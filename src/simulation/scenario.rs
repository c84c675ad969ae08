//! Build fully-initialized scenarios from configuration and run them
//!
//! Takes a `ScenarioConfig` (YAML-facing) and produces a runtime `Scenario`
//! containing:
//! - engine settings (`Engine`)
//! - numerical parameters (`Parameters`)
//! - the particle field at t = 0 (`ParticleField`)
//! - the integrator with its collaborators (`TimeIntegrator`)

use std::f64::consts::PI;

use tracing::{debug, info};

use crate::configuration::config::{
    ConfigError, FormulationConfig, IntegratorConfig, KernelConfig, RelaxationConfig, RingConfig,
    ScenarioConfig,
};
use crate::simulation::engine::Engine;
use crate::simulation::error::StepError;
use crate::simulation::freestream::Uniform;
use crate::simulation::integrator::{Scheme, TimeIntegrator};
use crate::simulation::kernel::Kernel;
use crate::simulation::params::Parameters;
use crate::simulation::relaxation::{CorrectedPedrizzetti, Pedrizzetti};
use crate::simulation::sfs::ConstantSfs;
use crate::simulation::states::{Formulation, NVec3, Particle, ParticleField};
use crate::simulation::viscous::CoreSpreading;

/// Runtime bundle constructed from a [`ScenarioConfig`]
pub struct Scenario {
    pub engine: Engine,
    pub parameters: Parameters,
    pub field: ParticleField,
    pub integrator: TimeIntegrator,
}

impl Scenario {
    pub fn build_scenario(cfg: ScenarioConfig) -> Result<Self, ConfigError> {
        let e_cfg = cfg.engine;
        let p_cfg = cfg.parameters;

        if !(p_cfg.dt > 0.0) {
            return Err(ConfigError::NonPositiveStep(p_cfg.dt));
        }

        // Particles: explicit list first, then the optional ring
        let mut particles: Vec<Particle> = cfg
            .particles
            .iter()
            .map(|pc| Particle::new(pc.x.into(), pc.gamma.into(), pc.sigma))
            .collect();
        if let Some(ring) = &cfg.ring {
            particles.extend(ring_particles(ring)?);
        }
        if particles.is_empty() {
            return Err(ConfigError::NoParticles);
        }
        for (index, p) in particles.iter().enumerate() {
            if !(p.sigma > 0.0) {
                return Err(ConfigError::NonPositiveSigma { index, sigma: p.sigma });
            }
        }

        let formulation = match e_cfg.formulation {
            FormulationConfig::Classic => {
                if e_cfg.f.is_some() || e_cfg.g.is_some() {
                    return Err(ConfigError::UnexpectedReformulatedParameters);
                }
                Formulation::Classic
            }
            FormulationConfig::Reformulated => Formulation::Reformulated {
                f: e_cfg.f.unwrap_or(0.0),
                g: e_cfg.g.unwrap_or(0.2),
            },
        };

        let kernel = match e_cfg.kernel.unwrap_or(KernelConfig::Winckelmans) {
            KernelConfig::Singular => Kernel::Singular,
            KernelConfig::Gaussian => Kernel::Gaussian,
            KernelConfig::Winckelmans => Kernel::Winckelmans,
        };

        let uinf: NVec3 = p_cfg.uinf.unwrap_or([0.0; 3]).into();
        let mut field = ParticleField::new(formulation)
            .with_kernel(kernel)
            .with_freestream(Uniform(uinf))
            .with_transposed(e_cfg.transposed.unwrap_or(true));
        field.particles = particles;

        let parameters = Parameters {
            dt: p_cfg.dt,
            nsteps: p_cfg.nsteps,
        };

        // Engine (runtime) from EngineConfig
        let relaxation = e_cfg.relaxation.unwrap_or(RelaxationConfig::None);
        let nsteps_relax = e_cfg.nsteps_relax.unwrap_or(1);
        if nsteps_relax == 0 {
            return Err(ConfigError::ZeroRelaxInterval);
        }
        let engine = Engine {
            scheme: match e_cfg.integrator {
                IntegratorConfig::Euler => Scheme::Euler,
                IntegratorConfig::Rk3 => Scheme::Rk3,
            },
            relax: relaxation != RelaxationConfig::None,
            nsteps_relax,
        };

        // Integrator: direct evaluator plus the configured collaborators
        let factor = e_cfg.relaxation_factor.unwrap_or(0.3);
        if !(0.0..=1.0).contains(&factor) {
            return Err(ConfigError::InvalidRelaxationFactor(factor));
        }
        let mut integrator = TimeIntegrator::new();
        integrator = match relaxation {
            RelaxationConfig::None => integrator, // never relaxes, keep the default
            RelaxationConfig::Pedrizzetti => integrator.with_relaxation(Pedrizzetti { factor }),
            RelaxationConfig::Corrected => {
                integrator.with_relaxation(CorrectedPedrizzetti { factor })
            }
        };
        if let Some(coefficient) = e_cfg.sfs_coefficient {
            integrator = integrator.with_sfs(ConstantSfs {
                coefficient,
                clipping: e_cfg.sfs_clipping.unwrap_or(true),
            });
        }
        if let Some(nu) = e_cfg.viscosity.filter(|nu| *nu > 0.0) {
            integrator = integrator.with_diffusion(CoreSpreading::new(nu));
        }

        Ok(Self {
            engine,
            parameters,
            field,
            integrator,
        })
    }

    /// Advance by one step and move the clock forward
    pub fn step(&mut self, step: usize) -> Result<(), StepError> {
        let relax = self.engine.relaxes_on(step);
        self.integrator
            .step(&mut self.field, self.engine.scheme, self.parameters.dt, relax, None)?;
        self.field.t += self.parameters.dt;
        self.field.check_finite()
    }

    /// Run all configured steps
    pub fn run(&mut self) -> Result<(), StepError> {
        let nsteps = self.parameters.nsteps;
        let report_every = (nsteps / 10).max(1);
        info!(
            particles = self.field.len(),
            nsteps,
            dt = self.parameters.dt,
            scheme = ?self.engine.scheme,
            formulation = %self.field.formulation.kind(),
            "starting run"
        );

        for step in 0..nsteps {
            self.step(step)?;

            let gamma = self.field.total_circulation();
            debug!(step, t = self.field.t, gamma = %gamma.norm(), "step done");
            if (step + 1) % report_every == 0 {
                info!(
                    step = step + 1,
                    t = self.field.t,
                    total_circulation = %gamma.norm(),
                    mean_sigma = self.field.mean_sigma(),
                    "progress"
                );
            }
        }
        Ok(())
    }
}

/// Particles of a thin ring in the x-y plane, circulation along the tangent
fn ring_particles(ring: &RingConfig) -> Result<Vec<Particle>, ConfigError> {
    if ring.n == 0 || !(ring.radius > 0.0) {
        return Err(ConfigError::InvalidRing);
    }
    let center: NVec3 = ring.center.unwrap_or([0.0; 3]).into();
    let dl = 2.0 * PI * ring.radius / ring.n as f64; // arc length per particle

    Ok((0..ring.n)
        .map(|k| {
            let theta = 2.0 * PI * k as f64 / ring.n as f64;
            let (s, c) = theta.sin_cos();
            let x = center + ring.radius * NVec3::new(c, s, 0.0);
            let gamma = ring.circulation * dl * NVec3::new(-s, c, 0.0);
            Particle::new(x, gamma, ring.sigma)
        })
        .collect())
}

◇ ◇ ◇ ◇ ◇ ◇ ◇

Your assignment:
For this exercise, output the records in full, exactly.

Answer for the task:
filename src/simulation/scenario.rs
repository c84c675ad969ae08
//! Build fully-initialized scenarios from configuration and run them
//!
//! Takes a `ScenarioConfig` (YAML-facing) and produces a runtime `Scenario`
//! containing:
//! - engine settings (`Engine`)
//! - numerical parameters (`Parameters`)
//! - the particle field at t = 0 (`ParticleField`)
//! - the integrator with its collaborators (`TimeIntegrator`)

use std::f64::consts::PI;

use tracing::{debug, info};

use crate::configuration::config::{
    ConfigError, FormulationConfig, IntegratorConfig, KernelConfig, RelaxationConfig, RingConfig,
    ScenarioConfig,
};
use crate::simulation::engine::Engine;
use crate::simulation::error::StepError;
use crate::simulation::freestream::Uniform;
use crate::simulation::integrator::{Scheme, TimeIntegrator};
use crate::simulation::kernel::Kernel;
use crate::simulation::params::Parameters;
use crate::simulation::relaxation::{CorrectedPedrizzetti, Pedrizzetti};
use crate::simulation::sfs::ConstantSfs;
use crate::simulation::states::{Formulation, NVec3, Particle, ParticleField};
use crate::simulation::viscous::CoreSpreading;

/// Runtime bundle constructed from a [`ScenarioConfig`]
pub struct Scenario {
    pub engine: Engine,
    pub parameters: Parameters,
    pub field: ParticleField,
    pub integrator: TimeIntegrator,
}

impl Scenario {
    pub fn build_scenario(cfg: ScenarioConfig) -> Result<Self, ConfigError> {
        let e_cfg = cfg.engine;
        let p_cfg = cfg.parameters;

        if !(p_cfg.dt > 0.0) {
            return Err(ConfigError::NonPositiveStep(p_cfg.dt));
        }

        // Particles: explicit list first, then the optional ring
        let mut particles: Vec<Particle> = cfg
            .particles
            .iter()
            .map(|pc| Particle::new(pc.x.into(), pc.gamma.into(), pc.sigma))
            .collect();
        if let Some(ring) = &cfg.ring {
            particles.extend(ring_particles(ring)?);
        }
        if particles.is_empty() {
            return Err(ConfigError::NoParticles);
        }
        for (index, p) in particles.iter().enumerate() {
            if !(p.sigma > 0.0) {
                return Err(ConfigError::NonPositiveSigma { index, sigma: p.sigma });
            }
        }

        let formulation = match e_cfg.formulation {
            FormulationConfig::Classic => {
                if e_cfg.f.is_some() || e_cfg.g.is_some() {
                    return Err(ConfigError::UnexpectedReformulatedParameters);
                }
                Formulation::Classic
            }
            FormulationConfig::Reformulated => Formulation::Reformulated {
                f: e_cfg.f.unwrap_or(0.0),
                g: e_cfg.g.unwrap_or(0.2),
            },
        };

        let kernel = match e_cfg.kernel.unwrap_or(KernelConfig::Winckelmans) {
            KernelConfig::Singular => Kernel::Singular,
            KernelConfig::Gaussian => Kernel::Gaussian,
            KernelConfig::Winckelmans => Kernel::Winckelmans,
        };

        let uinf: NVec3 = p_cfg.uinf.unwrap_or([0.0; 3]).into();
        let mut field = ParticleField::new(formulation)
            .with_kernel(kernel)
            .with_freestream(Uniform(uinf))
            .with_transposed(e_cfg.transposed.unwrap_or(true));
        field.particles = particles;

        let parameters = Parameters {
            dt: p_cfg.dt,
            nsteps: p_cfg.nsteps,
        };

        // Engine (runtime) from EngineConfig
        let relaxation = e_cfg.relaxation.unwrap_or(RelaxationConfig::None);
        let nsteps_relax = e_cfg.nsteps_relax.unwrap_or(1);
        if nsteps_relax == 0 {
            return Err(ConfigError::ZeroRelaxInterval);
        }
        let engine = Engine {
            scheme: match e_cfg.integrator {
                IntegratorConfig::Euler => Scheme::Euler,
                IntegratorConfig::Rk3 => Scheme::Rk3,
            },
            relax: relaxation != RelaxationConfig::None,
            nsteps_relax,
        };

        // Integrator: direct evaluator plus the configured collaborators
        let factor = e_cfg.relaxation_factor.unwrap_or(0.3);
        if !(0.0..=1.0).contains(&factor) {
            return Err(ConfigError::InvalidRelaxationFactor(factor));
        }
        let mut integrator = TimeIntegrator::new();
        integrator = match relaxation {
            RelaxationConfig::None => integrator, // never relaxes, keep the default
            RelaxationConfig::Pedrizzetti => integrator.with_relaxation(Pedrizzetti { factor }),
            RelaxationConfig::Corrected => {
                integrator.with_relaxation(CorrectedPedrizzetti { factor })
            }
        };
        if let Some(coefficient) = e_cfg.sfs_coefficient {
            integrator = integrator.with_sfs(ConstantSfs {
                coefficient,
                clipping: e_cfg.sfs_clipping.unwrap_or(true),
            });
        }
        if let Some(nu) = e_cfg.viscosity.filter(|nu| *nu > 0.0) {
            integrator = integrator.with_diffusion(CoreSpreading::new(nu));
        }

        Ok(Self {
            engine,
            parameters,
            field,
            integrator,
        })
    }

    /// Advance by one step and move the clock forward
    pub fn step(&mut self, step: usize) -> Result<(), StepError> {
        let relax = self.engine.relaxes_on(step);
        self.integrator
            .step(&mut self.field, self.engine.scheme, self.parameters.dt, relax, None)?;
        self.field.t += self.parameters.dt;
        self.field.check_finite()
    }

    /// Run all configured steps
    pub fn run(&mut self) -> Result<(), StepError> {
        let nsteps = self.parameters.nsteps;
        let report_every = (nsteps / 10).max(1);
        info!(
            particles = self.field.len(),
            nsteps,
            dt = self.parameters.dt,
            scheme = ?self.engine.scheme,
            formulation = %self.field.formulation.kind(),
            "starting run"
        );

        for step in 0..nsteps {
            self.step(step)?;

            let gamma = self.field.total_circulation();
            debug!(step, t = self.field.t, gamma = %gamma.norm(), "step done");
            if (step + 1) % report_every == 0 {
                info!(
                    step = step + 1,
                    t = self.field.t,
                    total_circulation = %gamma.norm(),
                    mean_sigma = self.field.mean_sigma(),
                    "progress"
                );
            }
        }
        Ok(())
    }
}

/// Particles of a thin ring in the x-y plane, circulation along the tangent
fn ring_particles(ring: &RingConfig) -> Result<Vec<Particle>, ConfigError> {
    if ring.n == 0 || !(ring.radius > 0.0) {
        return Err(ConfigError::InvalidRing);
    }
    let center: NVec3 = ring.center.unwrap_or([0.0; 3]).into();
    let dl = 2.0 * PI * ring.radius / ring.n as f64; // arc length per particle

    Ok((0..ring.n)
        .map(|k| {
            let theta = 2.0 * PI * k as f64 / ring.n as f64;
            let (s, c) = theta.sin_cos();
            let x = center + ring.radius * NVec3::new(c, s, 0.0);
            let gamma = ring.circulation * dl * NVec3::new(-s, c, 0.0);
            Particle::new(x, gamma, ring.sigma)
        })
        .collect())
}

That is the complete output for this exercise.